Sitting on my mother's antebellum family heirloom bed in her childhood bedroom, a teenager, visiting my grandmother's house at Christmas time, I guiltily read her diary from high school and LSU years while listening for footsteps in the hallway.  I recall the smell of the leather diary, yellow-brown pages, faded blue fountain pen ink as dry and sweet.  The diary smelled like another time.  A time I never knew but was hungry to understand and picture.

The antique furniture and lace curtains of my mother's childhood room are no longer there because thieves broke into the home several years ago with a truck and emptied the house of rooms full of antique furniture, silver and family heirlooms.

My mother is there now in that very room--now austere, curtainless, no headboard, no ornaments.  She likes it that way--it is her style.  (The robbery never seemed to anger her as it did me.)  Where is the young lady from Effie, Louisiana who attended LSU medical school on a Betty Crocker scholarship? 

How does the quaint vision of my Mom at LSU in the 1950s, wearing heels and dresses at football games, photographed astride her bicycle in The Gumbo (LSU yearbook) as part of LSU's promotion of biking on campus, connect with who she is today?  

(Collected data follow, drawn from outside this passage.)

//! Tests for HTTP error mapping.

use super::*;
use actix_web::body::to_bytes;
use rstest::rstest;
use serde_json::{Value, json};

const TRACE_ID: &str = "00000000-0000-0000-0000-000000000000";

async fn body_of(response: HttpResponse) -> Value {
    let bytes = to_bytes(response.into_body()).await.expect("body bytes");
    serde_json::from_slice(&bytes).expect("json body")
}

#[rstest]
#[case(Error::invalid_request("bad"), StatusCode::BAD_REQUEST)]
#[case(Error::unauthorized("no auth"), StatusCode::UNAUTHORIZED)]
#[case(Error::not_found("missing"), StatusCode::NOT_FOUND)]
#[case(Error::internal("boom"), StatusCode::INTERNAL_SERVER_ERROR)]
fn status_code_matches_error_code(#[case] error: Error, #[case] expected: StatusCode) {
    assert_eq!(ResponseError::status_code(&error), expected);
}

#[actix_web::test]
async fn internal_errors_are_redacted() {
    let error = Error::internal("waitlist store connection failed: refused").with_trace_id(TRACE_ID);
    let response = error.error_response();

    assert_eq!(
        response
            .headers()
            .get(TRACE_ID_HEADER)
            .and_then(|v| v.to_str().ok()),
        Some(TRACE_ID)
    );
    assert_eq!(
        body_of(response).await,
        json!({"success": false, "message": "Internal server error"})
    );
}

#[actix_web::test]
async fn exposed_internal_errors_keep_their_message() {
    let response = Error::internal("Failed to process user data")
        .exposed()
        .error_response();
    assert_eq!(response.status(), StatusCode::INTERNAL_SERVER_ERROR);
    assert_eq!(body_of(response).await["message"], "Failed to process user data");
}

#[actix_web::test]
async fn validation_errors_list_fields() {
    let response = Error::invalid_request("Validation failed")
        .with_field_error("username", "Username is required")
        .error_response();
    assert_eq!(
        body_of(response).await,
        json!({
            "success": false,
            "message": "Validation failed",
            "errors": [{"field": "username", "message": "Username is required"}]
        })
    );
}

#[actix_web::test]
async fn errors_without_trace_id_omit_header() {
    let response = Error::not_found("Profile not found").error_response();
    assert!(response.headers().get(TRACE_ID_HEADER).is_none());
}
//! Request correlation identifier.
//!
//! The identifier lives in Tokio task-local storage for the lifetime of a
//! request so log lines and error envelopes can be correlated without passing
//! it through every call. Task-locals do not follow `tokio::spawn`; wrap any
//! spawned work in [`TraceId::scope`].

use std::fmt;
use std::future::Future;
use std::str::FromStr;

use tokio::task_local;
use uuid::Uuid;

/// Response (and optional request) header carrying the trace identifier.
pub const TRACE_ID_HEADER: &str = "trace-id";

task_local! {
    static CURRENT: TraceId;
}

/// Per-request trace identifier.
///
/// # Examples
/// ```
/// use waitlist_backend::domain::TraceId;
///
/// # tokio::runtime::Runtime::new().unwrap().block_on(async {
/// let trace_id: TraceId = "00000000-0000-0000-0000-000000000000"
///     .parse()
///     .expect("valid UUID");
/// let seen = TraceId::scope(trace_id, async { TraceId::current() }).await;
/// assert_eq!(seen, Some(trace_id));
/// # });
/// ```
#[derive(Debug, Clone, Copy, PartialEq, Eq, Hash)]
pub struct TraceId(Uuid);

impl TraceId {
    /// Generate a fresh random identifier.
    #[must_use]
    pub fn generate() -> Self {
        Self(Uuid::new_v4())
    }

    /// Wrap an existing UUID.
    #[must_use]
    pub fn from_uuid(uuid: Uuid) -> Self {
        Self(uuid)
    }

    /// The identifier in scope for the running task, if any.
    #[must_use]
    pub fn current() -> Option<Self> {
        CURRENT.try_with(|id| *id).ok()
    }

    /// Borrow the inner UUID.
    #[must_use]
    pub fn as_uuid(&self) -> &Uuid {
        &self.0
    }

    /// Run `fut` with `trace_id` in scope.
    pub async fn scope<Fut>(trace_id: TraceId, fut: Fut) -> Fut::Output
    where
        Fut: Future,
    {
        CURRENT.scope(trace_id, fut).await
    }
}

impl fmt::Display for TraceId {
    fn fmt(&self, f: &mut fmt::Formatter<'_>) -> fmt::Result {
        fmt::Display::fmt(&self.0, f)
    }
}

impl FromStr for TraceId {
    type Err = uuid::Error;

    fn from_str(s: &str) -> Result<Self, Self::Err> {
        Uuid::parse_str(s.trim()).map(Self)
    }
}
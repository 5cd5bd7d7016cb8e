//! `channels` table adapter.

use std::sync::Arc;

use async_trait::async_trait;
use uuid::Uuid;

use super::client::{PostgrestClient, PostgrestError, eq};
use crate::domain::ports::{ChannelRepository, ChannelRepositoryError};
use crate::domain::{Channel, ChannelTokenUpdate, NewChannel};

const TABLE: &str = "channels";

fn map_error(error: PostgrestError) -> ChannelRepositoryError {
    if error.is_transport() {
        ChannelRepositoryError::connection(error.to_string())
    } else {
        ChannelRepositoryError::query(error.to_string())
    }
}

/// Channel repository over the data store's REST interface.
#[derive(Clone)]
pub struct PostgrestChannelRepository {
    client: Arc<PostgrestClient>,
}

impl PostgrestChannelRepository {
    pub fn new(client: Arc<PostgrestClient>) -> Self {
        Self { client }
    }
}

#[async_trait]
impl ChannelRepository for PostgrestChannelRepository {
    async fn create(&self, channel: &NewChannel) -> Result<Channel, ChannelRepositoryError> {
        self.client.insert(TABLE, channel).await.map_err(map_error)
    }

    async fn find_by_id(&self, id: Uuid) -> Result<Option<Channel>, ChannelRepositoryError> {
        self.client
            .select_one(TABLE, &[eq("id", id)])
            .await
            .map_err(map_error)
    }

    async fn list_for_account(
        &self,
        account_id: Uuid,
    ) -> Result<Vec<Channel>, ChannelRepositoryError> {
        self.client
            .select(TABLE, &[eq("user_id", account_id)])
            .await
            .map_err(map_error)
    }

    async fn update_token(
        &self,
        id: Uuid,
        update: &ChannelTokenUpdate,
    ) -> Result<Channel, ChannelRepositoryError> {
        self.client
            .update(TABLE, &[eq("id", id)], update)
            .await
            .map_err(map_error)
    }
}
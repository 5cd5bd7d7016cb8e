//! Test helpers for inbound HTTP components.

use std::sync::Arc;

use actix_web::body::MessageBody;
use actix_web::dev::ServiceResponse;
use actix_web::test;
use mockable::DefaultClock;
use serde_json::Value;

use crate::domain::ports::{
    FixtureAccountRepository, FixtureChannelRepository, FixtureIdentityProvider,
    FixtureProfileRepository, FixtureSocialOAuthProvider, FixtureWaitlistRepository,
};
use crate::domain::{
    BearerAuthService, SignInService, SocialLinkService, UsersService, WaitlistService,
};
use crate::inbound::http::state::HttpState;

/// State wired to domain services over fixture adapters.
///
/// Every token is rejected and every store is empty.
pub fn fixture_state() -> HttpState {
    let waitlist = Arc::new(WaitlistService::new(Arc::new(FixtureWaitlistRepository)));
    let sign_in = Arc::new(SignInService::new(
        Arc::new(FixtureIdentityProvider),
        Arc::new(FixtureProfileRepository),
        "http://localhost:3000",
    ));
    let social = Arc::new(SocialLinkService::new(
        Arc::new(FixtureSocialOAuthProvider),
        Arc::new(FixtureChannelRepository),
    ));
    HttpState {
        waitlist: waitlist.clone(),
        waitlist_query: waitlist,
        users: Arc::new(UsersService::new(
            Arc::new(FixtureProfileRepository),
            Arc::new(FixtureChannelRepository),
        )),
        authenticator: Arc::new(BearerAuthService::new(
            Arc::new(FixtureIdentityProvider),
            Arc::new(FixtureAccountRepository),
            Arc::new(DefaultClock),
        )),
        sign_in: sign_in.clone(),
        profiles: sign_in,
        channel_links: social.clone(),
        channels: social,
    }
}

/// [`fixture_state`] with selected ports replaced.
pub fn state_with(configure: impl FnOnce(&mut HttpState)) -> HttpState {
    let mut state = fixture_state();
    configure(&mut state);
    state
}

/// Read a response body as JSON.
pub async fn read_envelope<B>(res: ServiceResponse<B>) -> Value
where
    B: MessageBody,
{
    test::read_body_json(res).await
}
//! Print the OpenAPI document as JSON.

use utoipa::OpenApi;
use waitlist_backend::doc::ApiDoc;

fn main() -> Result<(), serde_json::Error> {
    println!("{}", ApiDoc::openapi().to_pretty_json()?);
    Ok(())
}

I remember a lamp, much like this one but larger, on my mother's bedside table (all lost in robbery)

I am thinking about how as a PA, I may interact with patients and families going through what I am experiencing now and how one connects clinical care with compassionate care and makes those one in the same.

I know that I do not want to be the kind of clinician who does not return phone calls and who delivers bad news abruptly and coldly.